Comment by adgjlsfhk1
20 hours ago
What's wrong with film grain synthesis? Most film grain in modern films is "fake" anyway (The modern VFX pipeline first removes grain, then adds effects, and lastly re-adds fake grain), so instead of forcing the codec to try to compress lots of noise (and end up blurring lots of it away), we can just have the codec encode the noisless version and put the noise on after.
I watch a lot of stuff from the first 110ish years of cinema. For the most recent 25, and especially 15… yeah I dunno, maybe, but easier to just avoid it.
I do sometimes end up with av1 for streaming-only stuff, but most of that looks like shit anyway, so some (more) digital smudging isn’t going to make it much worse.

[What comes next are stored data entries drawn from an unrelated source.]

use super::status::StatusFlow;
use chrono::{NaiveDate, NaiveDateTime};
use serde::{Deserialize, Serialize};
use strum_macros::{AsRefStr, Display, EnumString};
use utoipa::ToSchema;

#[derive(Debug, Clone, Serialize, Deserialize, sqlx::FromRow, ToSchema)]
pub struct Resignation {
    pub id: u64,
    pub employee_id: u64,
    #[schema(value_type = String, format = "date")]
    pub resignation_date: NaiveDate,
    #[schema(value_type = String, format = "date")]
    pub last_working_day: NaiveDate,
    pub reason: String,
    pub status: String,
    pub submitted_by: u64,
    #[schema(nullable = true)]
    pub reviewed_by: Option<u64>,
    #[schema(value_type = Option<String>, format = "date-time")]
    pub reviewed_at: Option<NaiveDateTime>,
    #[schema(nullable = true)]
    pub rejection_reason: Option<String>,
    #[schema(value_type = String, format = "date-time")]
    pub created_at: NaiveDateTime,
}

#[derive(Debug, Clone, Copy, PartialEq, Eq, Serialize, Deserialize, Display, EnumString, AsRefStr, ToSchema)]
#[serde(rename_all = "lowercase")]
#[strum(serialize_all = "lowercase")]
pub enum ResignationStatus {
    Pending,
    Approved,
    Rejected,
    Withdrawn,
}

impl StatusFlow for ResignationStatus {
    const RECORD: &'static str = "resignation";

    fn next_states(self) -> &'static [Self] {
        match self {
            ResignationStatus::Pending => &[
                ResignationStatus::Approved,
                ResignationStatus::Rejected,
                ResignationStatus::Withdrawn,
            ],
            _ => &[],
        }
    }
}

/// Number of notice days between handing in the resignation and leaving.
pub fn notice_days(resignation_date: NaiveDate, last_working_day: NaiveDate) -> i64 {
    (last_working_day - resignation_date).num_days()
}

#[cfg(test)]
mod tests {
    use super::*;

    #[test]
    fn reviewed_resignations_are_final() {
        assert!(ResignationStatus::Pending.can_transition_to(ResignationStatus::Withdrawn));
        assert!(!ResignationStatus::Approved.can_transition_to(ResignationStatus::Withdrawn));
        assert!(ResignationStatus::Rejected.is_final());
    }

    #[test]
    fn notice_period_in_days() {
        let d = |s| NaiveDate::parse_from_str(s, "%Y-%m-%d").unwrap();
        assert_eq!(notice_days(d("2026-03-01"), d("2026-03-31")), 30);
        assert_eq!(notice_days(d("2026-03-01"), d("2026-03-01")), 0);
    }
}
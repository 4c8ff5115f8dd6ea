use crate::{
    auth::auth::AuthUser,
    model::api_key::ApiKey,
    service::api_key::{self as api_key_service, CreatedApiKey},
};
use actix_web::{HttpResponse, Responder, web};
use serde::Deserialize;
use sqlx::MySqlPool;
use utoipa::ToSchema;

#[derive(Debug, Deserialize, ToSchema)]
pub struct CreateApiKey {
    #[schema(example = "Mobile sync")]
    pub name: String,
    /// Days until the key expires; never expires when omitted
    #[schema(example = 90)]
    pub expires_in_days: Option<u32>,
    /// Any of `read`, `write`, `admin`; read-only when omitted
    #[schema(example = json!(["read", "write"]))]
    pub scopes: Option<Vec<String>>,
}

/// Create API Key
///
/// The plaintext key is part of this response only.
#[utoipa::path(
    post,
    path = "/api/api-keys",
    request_body = CreateApiKey,
    responses(
        (status = 201, body = CreatedApiKey),
        (status = 400, description = "Missing name or unknown scope")
    ),
    tag = "API Keys",
    security(("bearer_auth" = []))
)]
pub async fn create_api_key(
    auth: AuthUser,
    pool: web::Data<MySqlPool>,
    payload: web::Json<CreateApiKey>,
) -> actix_web::Result<impl Responder> {
    auth.require_admin()?;

    let created = api_key_service::create(
        pool.get_ref(),
        auth.user_id,
        &payload.name,
        payload.expires_in_days,
        payload.scopes.as_deref(),
    )
    .await?;
    Ok(HttpResponse::Created().json(created))
}

#[utoipa::path(
    get,
    path = "/api/api-keys",
    responses((status = 200, body = [ApiKey])),
    tag = "API Keys",
    security(("bearer_auth" = []))
)]
pub async fn list_api_keys(auth: AuthUser, pool: web::Data<MySqlPool>) -> actix_web::Result<impl Responder> {
    let keys = api_key_service::list(pool.get_ref(), &auth).await?;
    Ok(HttpResponse::Ok().json(keys))
}

#[utoipa::path(
    delete,
    path = "/api/api-keys/{key_id}",
    params(("key_id", Path, description = "API key ID")),
    responses(
        (status = 204, description = "Revoked"),
        (status = 403, description = "Not the owner"),
        (status = 404, description = "API key not found")
    ),
    tag = "API Keys",
    security(("bearer_auth" = []))
)]
pub async fn revoke_api_key(
    auth: AuthUser,
    pool: web::Data<MySqlPool>,
    path: web::Path<u64>,
) -> actix_web::Result<impl Responder> {
    api_key_service::revoke(pool.get_ref(), &auth, path.into_inner()).await?;
    Ok(HttpResponse::NoContent().finish())
}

Even for pre-digital era movies, you want film grain. You just want it done right (which not many places do to be fair).
The problem you see with AV1 streaming isn't the film grain synthesis; it's the bitrate. Netflix is using film grain synthesis to save bandwidth (e.g. 2-5mbps for 1080p, ~20mbps for 4k), 4k bluray is closer to 100mbps.

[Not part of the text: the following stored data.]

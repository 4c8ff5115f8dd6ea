use crate::error::AppError;
use chrono::{NaiveDate, NaiveDateTime};
use serde::{Deserialize, Serialize};
use strum_macros::{AsRefStr, Display, EnumString};
use utoipa::ToSchema;

pub const FILE_NUMBER_PREFIX: &str = "EMP-";
pub const MAX_CONTRACT_HOURS_PER_DAY: u32 = 24;
pub const MAX_CONTRACT_DAYS_PER_MONTH: u32 = 31;

#[derive(Debug, Clone, Serialize, Deserialize, sqlx::FromRow, ToSchema)]
#[schema(
    example = json!({
        "id": 1,
        "file_number": "EMP-0001",
        "first_name": "John",
        "middle_name": null,
        "last_name": "Doe",
        "email": "john.doe@company.com",
        "phone": "+966500000000",
        "nationality": "SA",
        "department_id": 10,
        "designation_id": 3,
        "user_id": null,
        "hire_date": "2024-01-01",
        "status": "active",
        "basic_salary": 5000.0,
        "food_allowance": 300.0,
        "housing_allowance": 1200.0,
        "transport_allowance": 400.0,
        "hourly_rate": 25.0,
        "overtime_rate_multiplier": 1.5,
        "overtime_fixed_rate": 0.0,
        "contract_hours_per_day": 8,
        "contract_days_per_month": 30,
        "advance_salary_eligible": true
    })
)]
pub struct Employee {
    pub id: u64,
    pub file_number: String,
    pub first_name: String,
    #[schema(nullable = true)]
    pub middle_name: Option<String>,
    pub last_name: String,
    pub email: String,
    #[schema(nullable = true)]
    pub phone: Option<String>,
    #[schema(nullable = true)]
    pub nationality: Option<String>,
    #[schema(nullable = true)]
    pub department_id: Option<u64>,
    #[schema(nullable = true)]
    pub designation_id: Option<u64>,
    #[schema(nullable = true)]
    pub user_id: Option<u64>,
    #[schema(value_type = String, format = "date")]
    pub hire_date: NaiveDate,
    pub status: String,
    pub basic_salary: f64,
    pub food_allowance: f64,
    pub housing_allowance: f64,
    pub transport_allowance: f64,
    pub hourly_rate: f64,
    pub overtime_rate_multiplier: f64,
    pub overtime_fixed_rate: f64,
    pub contract_hours_per_day: u32,
    pub contract_days_per_month: u32,
    pub advance_salary_eligible: bool,
    #[serde(skip_serializing)]
    #[schema(value_type = Option<String>)]
    pub deleted_at: Option<NaiveDateTime>,
}

#[derive(Debug, Clone, Copy, PartialEq, Eq, Serialize, Deserialize, Display, EnumString, AsRefStr, ToSchema)]
#[serde(rename_all = "snake_case")]
#[strum(serialize_all = "snake_case")]
pub enum EmployeeStatus {
    Active,
    Inactive,
    OnLeave,
    Resigned,
    Terminated,
}

impl Employee {
    pub fn pay(&self) -> PayProfile {
        PayProfile {
            basic_salary: self.basic_salary,
            food_allowance: self.food_allowance,
            housing_allowance: self.housing_allowance,
            transport_allowance: self.transport_allowance,
            hourly_rate: self.hourly_rate,
            overtime_rate_multiplier: self.overtime_rate_multiplier,
            overtime_fixed_rate: self.overtime_fixed_rate,
            contract_hours_per_day: self.contract_hours_per_day,
            contract_days_per_month: self.contract_days_per_month,
        }
    }
}

/// Salary components of an employee and the rates derived from them.
#[derive(Debug, Clone, Copy, Default, PartialEq, Serialize, ToSchema)]
pub struct PayProfile {
    pub basic_salary: f64,
    pub food_allowance: f64,
    pub housing_allowance: f64,
    pub transport_allowance: f64,
    pub hourly_rate: f64,
    pub overtime_rate_multiplier: f64,
    pub overtime_fixed_rate: f64,
    pub contract_hours_per_day: u32,
    pub contract_days_per_month: u32,
}

impl PayProfile {
    pub fn total_allowances(&self) -> f64 {
        self.food_allowance + self.housing_allowance + self.transport_allowance
    }

    pub fn total_salary(&self) -> f64 {
        self.basic_salary + self.total_allowances()
    }

    pub fn daily_rate(&self) -> f64 {
        if self.contract_days_per_month == 0 {
            return 0.0;
        }
        self.basic_salary / self.contract_days_per_month as f64
    }

    pub fn calculated_hourly_rate(&self) -> f64 {
        if self.contract_days_per_month == 0 || self.contract_hours_per_day == 0 {
            return 0.0;
        }
        self.basic_salary / (f64::from(self.contract_days_per_month) * f64::from(self.contract_hours_per_day))
    }

    /// Fixed overtime rate wins over the multiplier when set.
    pub fn overtime_rate(&self) -> f64 {
        if self.overtime_fixed_rate > 0.0 {
            return self.overtime_fixed_rate;
        }

        let hourly = if self.hourly_rate > 0.0 {
            self.hourly_rate
        } else {
            self.calculated_hourly_rate()
        };
        hourly * self.overtime_rate_multiplier
    }

    pub fn absent_deduction(&self, absent_days: u32) -> f64 {
        if absent_days == 0 {
            return 0.0;
        }
        self.daily_rate() * absent_days as f64
    }

    pub fn overtime_pay(&self, overtime_hours: f64) -> f64 {
        if overtime_hours <= 0.0 {
            return 0.0;
        }
        self.overtime_rate() * overtime_hours
    }
}

/// Contract hours must fit in a day and contract days in a month.
pub fn check_contract_terms(hours_per_day: u32, days_per_month: u32) -> Result<(), AppError> {
    if !(1..=MAX_CONTRACT_HOURS_PER_DAY).contains(&hours_per_day) {
        return Err(AppError::bad_request(format!(
            "contract_hours_per_day must be between 1 and {}",
            MAX_CONTRACT_HOURS_PER_DAY
        )));
    }
    if !(1..=MAX_CONTRACT_DAYS_PER_MONTH).contains(&days_per_month) {
        return Err(AppError::bad_request(format!(
            "contract_days_per_month must be between 1 and {}",
            MAX_CONTRACT_DAYS_PER_MONTH
        )));
    }
    Ok(())
}

/// Next file number after `last`, e.g. `EMP-0041` -> `EMP-0042`.
///
/// Suffixes that do not parse count as zero, matching a fresh sequence.
pub fn next_file_number(last: Option<&str>) -> String {
    let last_number = last
        .and_then(|n| n.strip_prefix(FILE_NUMBER_PREFIX))
        .and_then(|suffix| suffix.trim().parse::<u64>().ok())
        .unwrap_or(0);

    format!("{}{:04}", FILE_NUMBER_PREFIX, last_number + 1)
}

pub fn round2(value: f64) -> f64 {
    (value * 100.0).round() / 100.0
}

#[cfg(test)]
mod tests {
    use super::*;

    fn profile() -> PayProfile {
        PayProfile {
            basic_salary: 6000.0,
            food_allowance: 300.0,
            housing_allowance: 1500.0,
            transport_allowance: 200.0,
            hourly_rate: 0.0,
            overtime_rate_multiplier: 1.5,
            overtime_fixed_rate: 0.0,
            contract_hours_per_day: 10,
            contract_days_per_month: 30,
        }
    }

    #[test]
    fn file_numbers_are_sequential_and_padded() {
        assert_eq!(next_file_number(None), "EMP-0001");
        assert_eq!(next_file_number(Some("EMP-0041")), "EMP-0042");
        assert_eq!(next_file_number(Some("EMP-9999")), "EMP-10000");
    }

    #[test]
    fn unparseable_file_number_restarts_sequence() {
        assert_eq!(next_file_number(Some("LEGACY-17")), "EMP-0001");
        assert_eq!(next_file_number(Some("EMP-abc")), "EMP-0001");
    }

    #[test]
    fn derived_rates() {
        let p = profile();
        assert_eq!(p.total_allowances(), 2000.0);
        assert_eq!(p.total_salary(), 8000.0);
        assert_eq!(p.daily_rate(), 200.0);
        assert_eq!(p.calculated_hourly_rate(), 20.0);
        // no explicit hourly rate, so the calculated one is multiplied
        assert_eq!(p.overtime_rate(), 30.0);
        assert_eq!(p.overtime_pay(4.0), 120.0);
        assert_eq!(p.absent_deduction(2), 400.0);
    }

    #[test]
    fn fixed_overtime_rate_wins() {
        let p = PayProfile { overtime_fixed_rate: 45.0, ..profile() };
        assert_eq!(p.overtime_rate(), 45.0);
    }

    #[test]
    fn zero_contract_terms_yield_zero_rates() {
        let p = PayProfile { contract_days_per_month: 0, ..profile() };
        assert_eq!(p.daily_rate(), 0.0);
        assert_eq!(p.calculated_hourly_rate(), 0.0);
        assert_eq!(p.absent_deduction(3), 0.0);
        assert_eq!(profile().overtime_pay(-1.0), 0.0);
    }

    #[test]
    fn huge_contract_terms_do_not_overflow() {
        let p = PayProfile {
            contract_hours_per_day: 70_000,
            contract_days_per_month: 70_000,
            ..profile()
        };
        assert!(p.calculated_hourly_rate() > 0.0);
        assert!(p.overtime_rate().is_finite());
    }

    #[test]
    fn contract_terms_are_bounded() {
        assert!(check_contract_terms(8, 30).is_ok());
        assert!(check_contract_terms(24, 31).is_ok());
        assert!(check_contract_terms(0, 30).is_err());
        assert!(check_contract_terms(25, 30).is_err());
        assert!(check_contract_terms(8, 0).is_err());
        assert!(check_contract_terms(8, 32).is_err());
        assert!(check_contract_terms(70_000, 70_000).is_err());
    }

    #[test]
    fn status_parses_snake_case() {
        assert_eq!("on_leave".parse::<EmployeeStatus>().ok(), Some(EmployeeStatus::OnLeave));
        assert_eq!(EmployeeStatus::Terminated.as_ref(), "terminated");
    }
}
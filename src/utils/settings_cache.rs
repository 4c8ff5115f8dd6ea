use crate::model::system_setting::SystemSetting;
use anyhow::Result;
use moka::future::Cache;
use once_cell::sync::OnceCell;
use sqlx::MySqlPool;
use std::sync::Arc;
use std::time::Duration;

const ALL_SETTINGS: &str = "settings:all";
const HEALTH_KEY: &str = "settings:health-check";
const DEFAULT_TTL_SECS: u64 = 3600;

pub type SettingsSnapshot = Arc<Vec<SystemSetting>>;

static SETTINGS_CACHE: OnceCell<Cache<String, SettingsSnapshot>> = OnceCell::new();

fn build(ttl_secs: u64) -> Cache<String, SettingsSnapshot> {
    Cache::builder()
        .max_capacity(16)
        .time_to_live(Duration::from_secs(ttl_secs.max(1)))
        .build()
}

/// Sets the TTL; only the first call has an effect.
pub fn init(ttl_secs: u64) {
    let _ = SETTINGS_CACHE.set(build(ttl_secs));
}

fn cache() -> &'static Cache<String, SettingsSnapshot> {
    SETTINGS_CACHE.get_or_init(|| build(DEFAULT_TTL_SECS))
}

async fn load(pool: &MySqlPool) -> Result<SettingsSnapshot, sqlx::Error> {
    let rows = sqlx::query_as::<_, SystemSetting>(
        r#"
        SELECT id, setting_key, value, setting_type, category, description, is_public, updated_at
        FROM system_settings
        ORDER BY category, setting_key
        "#,
    )
    .fetch_all(pool)
    .await?;

    Ok(Arc::new(rows))
}

/// Every setting row, loaded from the database at most once per TTL.
pub async fn all_settings(pool: &MySqlPool) -> Result<SettingsSnapshot, Arc<sqlx::Error>> {
    cache()
        .try_get_with(ALL_SETTINGS.to_string(), load(pool))
        .await
}

pub async fn invalidate() {
    cache().invalidate(ALL_SETTINGS).await;
}

/// Writes and reads back a marker entry.
pub async fn round_trip() -> bool {
    let marker: SettingsSnapshot = Arc::new(Vec::new());
    cache().insert(HEALTH_KEY.to_string(), marker.clone()).await;
    let found = cache()
        .get(HEALTH_KEY)
        .await
        .is_some_and(|cached| Arc::ptr_eq(&cached, &marker));
    cache().invalidate(HEALTH_KEY).await;
    found
}

pub async fn warmup_settings_cache(pool: &MySqlPool) -> Result<()> {
    let settings = all_settings(pool)
        .await
        .map_err(|e| anyhow::anyhow!("settings load failed: {}", e))?;

    log::info!("Settings cache warmup complete: {} settings", settings.len());
    Ok(())
}

#[cfg(test)]
mod tests {
    use super::*;

    #[actix_web::test]
    async fn health_entry_round_trips() {
        assert!(round_trip().await);
        assert!(cache().get(HEALTH_KEY).await.is_none());
    }
}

If the AV1+FGS is given anywhere close to comparable bitrate to other codecs (especially if it's encoding from a non-compressed source like a high res film scan), it will absolutely demolish a codec that doesn't have FGS on both bitrate and detail. The tech is just getting a bad rap because Netflix is aiming for minimal cost to deliver good enough rather than maximal quality.